A number of folks in the room had a discussion during a break about a related
scenario, and concocted the idea of an "RA Server"; if there are multiple
routers to multiple upstream networks and therefore advertising prefixes, one
of them should advertise all of the prefixes, and if the route to any given
prefix fails (including if the RA Server fails and another takes over the
function) should remove the prefix from use. In a network using OSPF/IS-IS, the
obvious router to perform this function might be the Designated Router.
After completing the slides, I made the following statement and opened it for
discussion: "If I were to make a call today, given the facts in evidence, I
would want a routing protocol with a high quality open source implementation
that was proven and documented interoperable with other implementations, and
which had the necessary characteristics to recover from failures in a period on
the order of tens of seconds to minutes as opposed to tens of minutes.
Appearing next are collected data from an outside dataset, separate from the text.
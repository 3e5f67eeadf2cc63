//! JSON-file data store for the profile, workout log and progress log
//!
//! Single-user and unsynchronized. Each write replaces the whole file via a
//! temporary sibling and a rename, so readers never see a half-written file.

use chrono::{DateTime, NaiveDate, Utc};
use rust_decimal::Decimal;
use serde::de::DeserializeOwned;
use serde::{Deserialize, Serialize};
use std::fs;
use std::path::{Path, PathBuf};
use tracing::{debug, info, warn};
use uuid::Uuid;

use crate::error::{Result, StorageError};
use crate::models::{PlanDay, Profile, Reps};

pub const PROFILE_FILE: &str = "user_profile.json";
pub const WORKOUT_LOG_FILE: &str = "workout_log.json";
pub const PROGRESS_LOG_FILE: &str = "progress_log.json";

const DATA_FILES: [&str; 3] = [PROFILE_FILE, WORKOUT_LOG_FILE, PROGRESS_LOG_FILE];

fn tmp_name(name: &str) -> String {
    format!("{}.tmp", name)
}

/// One exercise as actually performed
#[derive(Debug, Clone, PartialEq, Serialize, Deserialize)]
pub struct LoggedExercise {
    pub name: String,
    pub sets: u32,
    pub reps: Reps,
    /// Load used, zero for bodyweight
    pub weight: Decimal,
}

/// A logged workout session
#[derive(Debug, Clone, PartialEq, Serialize, Deserialize)]
pub struct WorkoutLogEntry {
    pub id: Uuid,
    pub date: NaiveDate,
    pub split_label: String,
    pub exercises: Vec<LoggedExercise>,
    pub logged_at: DateTime<Utc>,
}

impl WorkoutLogEntry {
    pub fn new(date: NaiveDate, split_label: impl Into<String>, exercises: Vec<LoggedExercise>) -> Self {
        Self {
            id: Uuid::new_v4(),
            date,
            split_label: split_label.into(),
            exercises,
            logged_at: Utc::now(),
        }
    }

    /// Snapshot a plan day as performed with no added load
    pub fn from_plan_day(date: NaiveDate, day: &PlanDay) -> Self {
        let exercises = day
            .exercises
            .iter()
            .map(|exercise| LoggedExercise {
                name: exercise.name.clone(),
                sets: exercise.sets,
                reps: exercise.reps.clone(),
                weight: Decimal::ZERO,
            })
            .collect();

        Self::new(date, day.label.clone(), exercises)
    }
}

/// A body progress measurement
#[derive(Debug, Clone, PartialEq, Serialize, Deserialize)]
pub struct ProgressEntry {
    pub id: Uuid,
    pub date: NaiveDate,
    /// Body weight in the profile's unit system
    pub weight: Decimal,
    pub waist: Option<Decimal>,
    pub notes: Option<String>,
    pub logged_at: DateTime<Utc>,
}

impl ProgressEntry {
    pub fn new(date: NaiveDate, weight: Decimal, waist: Option<Decimal>, notes: Option<String>) -> Self {
        Self {
            id: Uuid::new_v4(),
            date,
            weight,
            waist,
            notes,
            logged_at: Utc::now(),
        }
    }
}

/// Directory-backed store for one user
#[derive(Debug, Clone)]
pub struct DataStore {
    dir: PathBuf,
}

impl DataStore {
    /// Open a store rooted at `dir`, creating the directory if needed
    pub fn open<P: AsRef<Path>>(dir: P) -> Result<Self> {
        let dir = dir.as_ref().to_path_buf();
        fs::create_dir_all(&dir).map_err(|e| StorageError::WriteFailed {
            path: dir.clone(),
            reason: e.to_string(),
        })?;
        Ok(Self { dir })
    }

    pub fn dir(&self) -> &Path {
        &self.dir
    }

    pub fn save_profile(&self, profile: &Profile) -> Result<()> {
        self.write_json(PROFILE_FILE, profile)?;
        info!(goal = ?profile.goal, equipment = ?profile.equipment, "Profile saved");
        Ok(())
    }

    /// Saved profile, if any
    pub fn load_profile(&self) -> Result<Option<Profile>> {
        self.read_json(PROFILE_FILE)
    }

    /// Saved profile, or `ProfileMissing` when none exists
    pub fn require_profile(&self) -> Result<Profile> {
        self.load_profile()?.ok_or_else(|| {
            StorageError::ProfileMissing {
                dir: self.dir.clone(),
            }
            .into()
        })
    }

    pub fn append_workout(&self, entry: WorkoutLogEntry) -> Result<()> {
        let mut entries = self.workouts()?;
        debug!(split = %entry.split_label, date = %entry.date, "Appending workout");
        entries.push(entry);
        self.write_json(WORKOUT_LOG_FILE, &entries)
    }

    /// Logged workouts in logging order
    pub fn workouts(&self) -> Result<Vec<WorkoutLogEntry>> {
        Ok(self.read_json(WORKOUT_LOG_FILE)?.unwrap_or_default())
    }

    pub fn append_progress(&self, entry: ProgressEntry) -> Result<()> {
        let mut entries = self.progress()?;
        debug!(date = %entry.date, weight = %entry.weight, "Appending progress");
        entries.push(entry);
        self.write_json(PROGRESS_LOG_FILE, &entries)
    }

    /// Logged progress measurements in logging order
    pub fn progress(&self) -> Result<Vec<ProgressEntry>> {
        Ok(self.read_json(PROGRESS_LOG_FILE)?.unwrap_or_default())
    }

    /// Delete the profile, both logs and any interrupted writes
    pub fn reset(&self) -> Result<()> {
        let names = DATA_FILES
            .iter()
            .flat_map(|name| [name.to_string(), tmp_name(name)]);

        for name in names {
            let path = self.dir.join(name);
            if path.is_file() {
                fs::remove_file(&path).map_err(|e| StorageError::WriteFailed {
                    path: path.clone(),
                    reason: e.to_string(),
                })?;
            }
        }
        info!(dir = %self.dir.display(), "Data store reset");
        Ok(())
    }

    fn read_json<T: DeserializeOwned>(&self, name: &str) -> Result<Option<T>> {
        let path = self.dir.join(name);
        if !path.exists() {
            return Ok(None);
        }

        let content = fs::read_to_string(&path).map_err(|e| StorageError::ReadFailed {
            path: path.clone(),
            reason: e.to_string(),
        })?;

        let value = serde_json::from_str(&content).map_err(|e| StorageError::Corrupted {
            path: path.clone(),
            reason: e.to_string(),
        })?;

        Ok(Some(value))
    }

    fn write_json<T: Serialize + ?Sized>(&self, name: &str, value: &T) -> Result<()> {
        let path = self.dir.join(name);
        let tmp_path = self.dir.join(tmp_name(name));

        let json = serde_json::to_string_pretty(value).map_err(|e| StorageError::WriteFailed {
            path: path.clone(),
            reason: e.to_string(),
        })?;

        if let Err(e) = fs::write(&tmp_path, json).and_then(|_| fs::rename(&tmp_path, &path)) {
            if tmp_path.exists() {
                if let Err(cleanup) = fs::remove_file(&tmp_path) {
                    warn!(path = %tmp_path.display(), error = %cleanup, "Failed to remove temporary file");
                }
            }
            return Err(StorageError::WriteFailed {
                path,
                reason: e.to_string(),
            }
            .into());
        }

        Ok(())
    }
}
//! 通知策略 - 何时发送、发往哪里、怎么展示

use serde::{Deserialize, Serialize};

/// 通知策略
#[derive(Debug, Clone, PartialEq, Eq, Serialize, Deserialize)]
pub struct NotificationPolicy {
    /// 构建开始时是否通知
    pub report_on_start: bool,
    /// 只通知失败的构建
    pub report_only_failures: bool,
    /// 失败后恢复成功时也通知（仅在 report_only_failures 开启时有意义）
    pub report_fixed_builds: bool,
    /// 覆盖目标频道
    pub channel: Option<String>,
    /// 目标 webhook URL，可包含 `{revision}` / `{repository}` 占位符
    pub endpoints: Vec<String>,
    /// 显示用户名
    pub username: Option<String>,
    /// FINISHED 消息是否附带 attachments
    pub attachments: bool,
    /// 以 info 级别打印完整 payload
    pub verbose: bool,
}

impl Default for NotificationPolicy {
    fn default() -> Self {
        Self {
            report_on_start: true,
            report_only_failures: false,
            report_fixed_builds: false,
            channel: None,
            endpoints: Vec::new(),
            username: None,
            attachments: true,
            verbose: false,
        }
    }
}

impl NotificationPolicy {
    pub fn new(endpoint: impl Into<String>) -> Self {
        Self {
            endpoints: vec![endpoint.into()],
            ..Self::default()
        }
    }

    pub fn report_on_start(mut self, enabled: bool) -> Self {
        self.report_on_start = enabled;
        self
    }

    pub fn report_only_failures(mut self, enabled: bool) -> Self {
        self.report_only_failures = enabled;
        self
    }

    pub fn report_fixed_builds(mut self, enabled: bool) -> Self {
        self.report_fixed_builds = enabled;
        self
    }

    pub fn channel(mut self, channel: impl Into<String>) -> Self {
        self.channel = Some(channel.into());
        self
    }

    pub fn username(mut self, username: impl Into<String>) -> Self {
        self.username = Some(username.into());
        self
    }

    pub fn attachments(mut self, enabled: bool) -> Self {
        self.attachments = enabled;
        self
    }

    pub fn verbose(mut self, enabled: bool) -> Self {
        self.verbose = enabled;
        self
    }

    /// 是否需要跟踪每个 builder 的上次结果
    pub fn tracks_lineage(&self) -> bool {
        self.report_fixed_builds
    }
}

#[cfg(test)]
mod tests {
    use super::*;

    #[test]
    fn test_policy_defaults() {
        let policy = NotificationPolicy::default();
        assert!(policy.report_on_start);
        assert!(!policy.report_only_failures);
        assert!(!policy.report_fixed_builds);
        assert!(policy.attachments);
        assert!(policy.endpoints.is_empty());
    }

    #[test]
    fn test_policy_chain() {
        let policy = NotificationPolicy::new("https://hooks.example.com/T000")
            .report_on_start(false)
            .report_only_failures(true)
            .report_fixed_builds(true)
            .channel("#ci");

        assert_eq!(policy.endpoints, vec!["https://hooks.example.com/T000"]);
        assert!(!policy.report_on_start);
        assert!(policy.tracks_lineage());
        assert_eq!(policy.channel.as_deref(), Some("#ci"));
    }
}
I would
recommend either RIPng or OSPFv3, and recommend RPL for 802.15.4 interfaces."
Four comments/discussions came out quickly, and as near as I can tell
represented viewpoints common in the room.
1) why recommend a routing protocol at all?
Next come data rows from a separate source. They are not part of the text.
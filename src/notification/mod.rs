//! 构建通知 - 把构建开始/结束事件推送到聊天 webhook
//!
//! # 流程
//! 1. 过滤：`filter::should_notify` 根据策略决定是否通知
//! 2. 谱系：开启 fixed-build 通知时记录每个 builder 的上次结果
//! 3. 渲染：`MessageFormatter` 生成 Slack 兼容的 payload
//! 4. 投递：`WebhookClient` 为每个源码版本 POST 一次，失败只记日志
//!
//! # 使用示例
//! ```ignore
//! use build_notify::notification::{BuildEvent, BuildResult, NotificationBuilder, StaticBuildMaster};
//!
//! let dispatcher = NotificationBuilder::new()
//!     .config_path("config.json")
//!     .build(Arc::new(StaticBuildMaster::new()))?;
//!
//! let event = BuildEvent::finished("runtests", 42, "http://ci/builds/42", BuildResult::Failure);
//! dispatcher.build_finished(event).await;
//! ```

pub mod builder;
pub mod config;
pub mod dispatcher;
pub mod event;
pub mod filter;
pub mod formatter;
pub mod lineage;
pub mod master;
pub mod payload;
pub mod policy;
pub mod webhook;

pub use builder::NotificationBuilder;
pub use config::{ConfigWarning, ReporterConfig};
pub use dispatcher::{DispatchReport, NotificationDispatcher, SkipReason};
pub use event::{BuildEvent, BuildResult, BuildStage, SourceStamp};
pub use filter::should_notify;
pub use formatter::{MessageFormatter, MessageTransform};
pub use lineage::{InMemoryLineageStore, LineageStore, LineageTracker};
pub use master::{BuildMaster, StaticBuildMaster};
pub use payload::{Attachment, Block, RenderedMessage};
pub use policy::NotificationPolicy;
pub use webhook::{DeliveryError, DeliveryOutcome, WebhookClient, WebhookConfig};
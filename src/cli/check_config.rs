//! check-config 命令 - 校验 reporter 配置

use std::path::PathBuf;

use anyhow::Result;
use clap::Args;

use crate::notification::ReporterConfig;

/// check-config 命令参数
#[derive(Args)]
pub struct CheckConfigArgs {
    /// Config file (default: ~/.config/build-notify/config.json)
    #[arg(long, short)]
    pub config: Option<PathBuf>,
}

/// 处理 check-config 命令；配置问题只是警告，不影响退出码
pub fn handle_check_config(args: CheckConfigArgs) -> Result<()> {
    let (config, warnings) = ReporterConfig::discover(args.config.as_deref())?;
    ReporterConfig::log_warnings(&warnings);

    let endpoints = config.endpoints();
    println!("Endpoints: {}", endpoints.len());
    for endpoint in &endpoints {
        println!("  {}", endpoint);
    }
    println!("Report build started: {}", config.report_build_started);
    println!("Report only failures: {}", config.report_only_failures);
    println!("Report fixed builds:  {}", config.report_fixed_build);

    if warnings.is_empty() {
        println!("Config OK");
    } else {
        println!("{} warning(s):", warnings.len());
        for warning in &warnings {
            println!("  ⚠️  {}", warning);
        }
    }

    Ok(())
}
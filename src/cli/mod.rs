//! CLI command handling

pub mod check_config;
pub mod dispatch;
pub mod output;

pub use check_config::*;
pub use dispatch::*;
pub use output::*;
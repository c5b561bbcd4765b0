//! 消息格式化模块 - 将构建事件渲染为 webhook 消息
//!
//! 主要功能：
//! - 标题行 `<url|Build #id> - *label*`
//! - 每个源码版本一个 attachment，颜色按结果区分
//! - 非成功构建附带责任人列表
//! - 按结果选择图标 emoji
//!
//! 渲染是纯函数：相同的事件和策略总是得到相同的消息。

use std::fmt;
use std::sync::Arc;

use super::event::{BuildEvent, BuildResult, BuildStage};
use super::payload::{Attachment, Block, RenderedMessage};
use super::policy::NotificationPolicy;

/// 消息模板常量
pub mod msg {
    pub const STARTED: &str = "Buildbot started build";
    pub const FINISHED: &str = "Buildbot finished build";
    pub const COMMITTERS: &str = "*Commiters:*";
    /// 未知/缺失结果时使用的图标
    pub const FALLBACK_EMOJI: &str = ":facepalm:";
}

/// 结果 -> attachment 颜色
pub fn result_color(result: BuildResult) -> &'static str {
    match result {
        BuildResult::Success => "#36a64f",
        BuildResult::Warnings => "#fc8c03",
        BuildResult::Failure => "#fc0303",
        BuildResult::Skipped => "#fc8c03",
        BuildResult::Exception => "#fc0303",
        BuildResult::Retry => "#fc8c03",
        BuildResult::Cancelled => "#fc8c03",
    }
}

/// 结果 -> 图标 emoji
pub fn result_emoji(result: BuildResult) -> &'static str {
    match result {
        BuildResult::Success => ":sunglassses:",
        BuildResult::Warnings => ":meow_wow:",
        BuildResult::Failure => ":skull:",
        BuildResult::Skipped => ":slam:",
        BuildResult::Exception => ":skull:",
        BuildResult::Retry => ":facepalm:",
        BuildResult::Cancelled => ":slam:",
    }
}

/// 渲染后的消息变换（extra params 扩展点）
///
/// 在渲染之后执行，可以注入或覆盖任意字段。
pub type MessageTransform = Arc<dyn Fn(RenderedMessage, &BuildEvent) -> RenderedMessage + Send + Sync>;

/// 消息格式化器
#[derive(Clone, Default)]
pub struct MessageFormatter {
    /// 可选的渲染后变换
    transform: Option<MessageTransform>,
}

impl fmt::Debug for MessageFormatter {
    fn fmt(&self, f: &mut fmt::Formatter<'_>) -> fmt::Result {
        f.debug_struct("MessageFormatter")
            .field("transform", &self.transform.is_some())
            .finish()
    }
}

impl MessageFormatter {
    /// 创建新的 MessageFormatter
    pub fn new() -> Self {
        Self::default()
    }

    /// 设置渲染后变换
    pub fn with_transform<F>(mut self, transform: F) -> Self
    where
        F: Fn(RenderedMessage, &BuildEvent) -> RenderedMessage + Send + Sync + 'static,
    {
        self.transform = Some(Arc::new(transform));
        self
    }

    /// 渲染构建事件
    pub fn render(&self, event: &BuildEvent, policy: &NotificationPolicy) -> RenderedMessage {
        let mut message = match event.stage {
            BuildStage::Started => RenderedMessage::new(format!(
                "{} <{}|{}>",
                msg::STARTED,
                event.url,
                event.builder
            )),
            BuildStage::Finished => {
                let mut message =
                    RenderedMessage::new(format!("{} {}", msg::FINISHED, event.builder));
                if policy.attachments {
                    message.attachments = Some(Self::attachments(event));
                }
                message
            }
        };

        message.channel = policy.channel.clone();
        message.username = policy.username.clone();
        message.icon_emoji = Some(
            event
                .result
                .map(result_emoji)
                .unwrap_or(msg::FALLBACK_EMOJI)
                .to_string(),
        );

        match &self.transform {
            Some(transform) => transform(message, event),
            None => message,
        }
    }

    /// 标题行：`<url|Build #id> - *label*`
    pub fn title(event: &BuildEvent) -> String {
        format!(
            "<{}|Build #{}> - *{}*",
            event.url,
            event.build_id,
            event.result.map(|r| r.label()).unwrap_or("")
        )
    }

    /// 每个源码版本一个 attachment（内容相同）
    fn attachments(event: &BuildEvent) -> Vec<Attachment> {
        let color = event.result.map(result_color).unwrap_or("");
        let title = Self::title(event);
        let committers = Self::committers_block(event);

        event
            .sourcestamps
            .iter()
            .map(|_| {
                let mut blocks = vec![Block::markdown(title.clone())];
                if let Some(block) = &committers {
                    blocks.push(block.clone());
                }
                Attachment {
                    color: color.to_string(),
                    blocks,
                }
            })
            .collect()
    }

    /// 非成功构建的责任人块；列表为空时不生成
    fn committers_block(event: &BuildEvent) -> Option<Block> {
        if event.is_success() || event.responsible_users.is_empty() {
            return None;
        }
        Some(Block::markdown(format!(
            "{}\n{}",
            msg::COMMITTERS,
            event.responsible_users.join(", ")
        )))
    }
}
I suggested that the probability of use of each of the scenarios on slide 4 were
single router network: 90th percentile
tree network: unusual
multi-router: perhaps 5th percentile
multihomed: unusual
The discussion in the room elevated the multi-homed case, due to corporate
information security requirements that required an employee's home office to
use a given network, the presence of TV-bearing and mobile telephone networks,
and so on. The argument for recommending any protocol at all has to do with the
zeroconf requirement and the interoperation requirement; if you actually have
multiple routers in the home, it would be nice if they could exchange routes.
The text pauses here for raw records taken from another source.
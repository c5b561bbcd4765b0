//! Reporter 配置加载与校验
//!
//! 配置来源（按优先级）：
//! 1. `--config` 指定的文件
//! 2. `~/.config/build-notify/config.json`
//! 3. 环境变量 `BUILD_NOTIFY_ENDPOINT`（只提供 endpoint，其余取默认值）
//!
//! 配置错误只产生警告，从不阻止启动：类型不对的字段回退到默认值。

use std::fs;
use std::path::{Path, PathBuf};

use anyhow::{Context, Result};
use serde_json::Value;
use thiserror::Error;
use tracing::{debug, warn};

use super::policy::NotificationPolicy;
use super::webhook::WebhookConfig;

/// 环境变量：webhook endpoint
pub const ENDPOINT_ENV: &str = "BUILD_NOTIFY_ENDPOINT";

/// 配置警告
#[derive(Debug, Clone, PartialEq, Eq, Error)]
pub enum ConfigWarning {
    #[error("endpoint should be a string, got '{0}' instead")]
    EndpointNotString(&'static str),
    #[error("endpoint should start with \"http...\", endpoint: {0}")]
    EndpointScheme(String),
    #[error("endpoint is not configured")]
    EndpointMissing,
    #[error("{field} must be a string, got '{found}' instead")]
    NotString { field: &'static str, found: &'static str },
    #[error("{field} must be a boolean, got '{found}' instead")]
    NotBool { field: &'static str, found: &'static str },
    #[error("{field} must be a positive integer, got '{found}' instead")]
    NotInteger { field: &'static str, found: &'static str },
    #[error("argument host_url is deprecated and will be removed in the next release: specify the full url as endpoint")]
    HostUrlDeprecated,
}

/// Reporter 配置
#[derive(Debug, Clone, PartialEq, Eq)]
pub struct ReporterConfig {
    /// webhook endpoint（可能无效，已经产生过警告）
    pub endpoint: String,
    /// 额外的 endpoint
    pub additional_endpoints: Vec<String>,
    pub channel: Option<String>,
    pub username: Option<String>,
    /// 已废弃：endpoint 前缀
    pub host_url: Option<String>,
    pub attachments: bool,
    /// 校验 TLS 证书
    pub verify: bool,
    pub verbose: bool,
    pub timeout_secs: u64,
    pub report_build_started: bool,
    pub report_only_failures: bool,
    pub report_fixed_build: bool,
}

impl Default for ReporterConfig {
    fn default() -> Self {
        Self {
            endpoint: String::new(),
            additional_endpoints: Vec::new(),
            channel: None,
            username: None,
            host_url: None,
            attachments: true,
            verify: true,
            verbose: false,
            timeout_secs: 30,
            report_build_started: true,
            report_only_failures: false,
            report_fixed_build: false,
        }
    }
}

/// JSON 值的类型名（用于警告信息）
fn type_name(value: &Value) -> &'static str {
    match value {
        Value::Null => "null",
        Value::Bool(_) => "bool",
        Value::Number(_) => "number",
        Value::String(_) => "string",
        Value::Array(_) => "array",
        Value::Object(_) => "object",
    }
}

impl ReporterConfig {
    /// 默认配置文件路径
    pub fn default_path() -> PathBuf {
        dirs::home_dir()
            .unwrap_or_else(|| PathBuf::from("."))
            .join(".config")
            .join("build-notify")
            .join("config.json")
    }

    /// 从 JSON 值解析，返回配置和所有警告
    pub fn from_value(raw: &Value) -> (Self, Vec<ConfigWarning>) {
        let mut warnings = Vec::new();
        let mut config = Self::default();

        match raw.get("endpoint") {
            Some(Value::String(endpoint)) => {
                if !endpoint.starts_with("http") {
                    warnings.push(ConfigWarning::EndpointScheme(endpoint.clone()));
                }
                config.endpoint = endpoint.clone();
            }
            Some(other) => warnings.push(ConfigWarning::EndpointNotString(type_name(other))),
            None => warnings.push(ConfigWarning::EndpointMissing),
        }

        config.channel = Self::optional_string(raw, "channel", &mut warnings);
        config.username = Self::optional_string(raw, "username", &mut warnings);
        config.host_url = Self::optional_string(raw, "host_url", &mut warnings)
            .map(|url| url.trim_end_matches('/').to_string());
        if config.host_url.is_some() {
            warnings.push(ConfigWarning::HostUrlDeprecated);
        }

        match raw.get("additional_endpoints") {
            Some(Value::Array(items)) => {
                for item in items {
                    match item {
                        Value::String(url) => {
                            if !url.starts_with("http") {
                                warnings.push(ConfigWarning::EndpointScheme(url.clone()));
                            }
                            config.additional_endpoints.push(url.clone());
                        }
                        other => warnings.push(ConfigWarning::NotString {
                            field: "additional_endpoints",
                            found: type_name(other),
                        }),
                    }
                }
            }
            Some(Value::Null) | None => {}
            Some(other) => warnings.push(ConfigWarning::NotString {
                field: "additional_endpoints",
                found: type_name(other),
            }),
        }

        config.attachments = Self::bool_or(raw, "attachments", config.attachments, &mut warnings);
        config.verify = Self::bool_or(raw, "verify", config.verify, &mut warnings);
        config.verbose = Self::bool_or(raw, "verbose", config.verbose, &mut warnings);
        config.report_build_started =
            Self::bool_or(raw, "report_build_started", config.report_build_started, &mut warnings);
        config.report_only_failures =
            Self::bool_or(raw, "report_only_failures", config.report_only_failures, &mut warnings);
        config.report_fixed_build =
            Self::bool_or(raw, "report_fixed_build", config.report_fixed_build, &mut warnings);

        match raw.get("timeout_secs") {
            Some(Value::Null) | None => {}
            Some(value) => match value.as_u64().filter(|t| *t > 0) {
                Some(timeout) => config.timeout_secs = timeout,
                None => warnings.push(ConfigWarning::NotInteger {
                    field: "timeout_secs",
                    found: type_name(value),
                }),
            },
        }

        (config, warnings)
    }

    /// 从文件加载；文件不存在或 JSON 损坏时返回错误
    pub fn load(path: &Path) -> Result<(Self, Vec<ConfigWarning>)> {
        let content = fs::read_to_string(path)
            .with_context(|| format!("Failed to read config file {}", path.display()))?;
        let raw: Value = serde_json::from_str(&content)
            .with_context(|| format!("Invalid JSON in config file {}", path.display()))?;
        debug!(path = %path.display(), "Loaded reporter config");
        Ok(Self::from_value(&raw))
    }

    /// 按优先级查找配置：显式路径 → 默认路径 → 环境变量
    pub fn discover(explicit: Option<&Path>) -> Result<(Self, Vec<ConfigWarning>)> {
        if let Some(path) = explicit {
            return Self::load(path);
        }

        let default_path = Self::default_path();
        if default_path.exists() {
            return Self::load(&default_path);
        }

        let raw = match std::env::var(ENDPOINT_ENV) {
            Ok(endpoint) => serde_json::json!({ "endpoint": endpoint }),
            Err(_) => serde_json::json!({}),
        };
        Ok(Self::from_value(&raw))
    }

    /// 记录所有警告（不中断）
    pub fn log_warnings(warnings: &[ConfigWarning]) {
        for warning in warnings {
            warn!(warning = %warning, "Reporter misconfigured");
        }
    }

    /// 实际投递用的 URL 列表
    ///
    /// 设置了（已废弃的）host_url 时，endpoint 被视为相对路径拼接在其后。
    pub fn endpoints(&self) -> Vec<String> {
        let primary = match &self.host_url {
            Some(host) if !self.endpoint.starts_with("http") => {
                format!("{}/{}", host, self.endpoint.trim_start_matches('/'))
            }
            _ => self.endpoint.clone(),
        };

        std::iter::once(primary)
            .filter(|url| !url.is_empty())
            .chain(self.additional_endpoints.iter().cloned())
            .collect()
    }

    /// 转换为通知策略
    pub fn policy(&self) -> NotificationPolicy {
        NotificationPolicy {
            report_on_start: self.report_build_started,
            report_only_failures: self.report_only_failures,
            report_fixed_builds: self.report_fixed_build,
            channel: self.channel.clone(),
            endpoints: self.endpoints(),
            username: self.username.clone(),
            attachments: self.attachments,
            verbose: self.verbose,
        }
    }

    /// 转换为 HTTP 客户端配置
    pub fn webhook(&self) -> WebhookConfig {
        WebhookConfig {
            timeout_secs: self.timeout_secs,
            verify_tls: self.verify,
        }
    }

    fn optional_string(
        raw: &Value,
        field: &'static str,
        warnings: &mut Vec<ConfigWarning>,
    ) -> Option<String> {
        match raw.get(field) {
            Some(Value::String(s)) if !s.is_empty() => Some(s.clone()),
            Some(Value::String(_)) | Some(Value::Null) | None => None,
            Some(other) => {
                warnings.push(ConfigWarning::NotString {
                    field,
                    found: type_name(other),
                });
                None
            }
        }
    }

    fn bool_or(
        raw: &Value,
        field: &'static str,
        default: bool,
        warnings: &mut Vec<ConfigWarning>,
    ) -> bool {
        match raw.get(field) {
            Some(Value::Bool(b)) => *b,
            Some(Value::Null) | None => default,
            Some(other) => {
                warnings.push(ConfigWarning::NotBool {
                    field,
                    found: type_name(other),
                });
                default
            }
        }
    }
}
2) Networks calling for other protocols
The room found the requirements of the Smart Grid HAN unconvincing. In summary,
the sense of the room was that one might sell a router that interfaced a RPL
network to an OSPF network in the rest of the home; ths might be in a special
purpose "interior" router, a function of the ESI, or on the CPE Router itself.
3) Why even bring up RIPng?
I bring it up because it is RIPv2 warmed over, and the majority of residential
routers I surveyed some months back support RIPv2; I expect it is an image
match to the expectations of companies that make consumer-grade routers, and
for simple scenarios works "well enough". That said, documents such as RFC 1812
recommend implementation of OSPF due to its characteristics with respect to
timing. The sense of the room favored implementation of OSPFv3 over RIPng, and
suggested that someone look hard at
http://tools.ietf.org/html/draft-dimitri-zospf with respect to prefix
management; one wants a well tested and proven-interoperable OSPFv3
implementation (with OSPFv3 itself at Draft Standard with respect to the
requirements of RFC 2026) that can also perform subnet prefix management.
There was discussion of a protocol profile; not only place all interfaces into
area zero by default, but remove the capability for multiple areas and
advertise the /64 allocated to RPL (if present) in an OSPFv3 type 9 record
along with the other prefixes on the router. How much of the implementation
could disappear (the LSDB would now only contain Router LSAs, Network LSAs, and
Prefix LSAs, and would only need to process those types) was indeterminate.
Using address families, this could also subsume IPv4 routing, although it seems
likely that since routers already support RIPv2, that routing would continue to
use RIPv2.
4) The use of OLSR in mesh network scenarios
Jim Gettys commented on the fact of OLSR use. The general sense of the room was
that OLSRv2 is interesting but out of scope for this discussion as mesh
networks are quite different from typical residential and SOHO networks.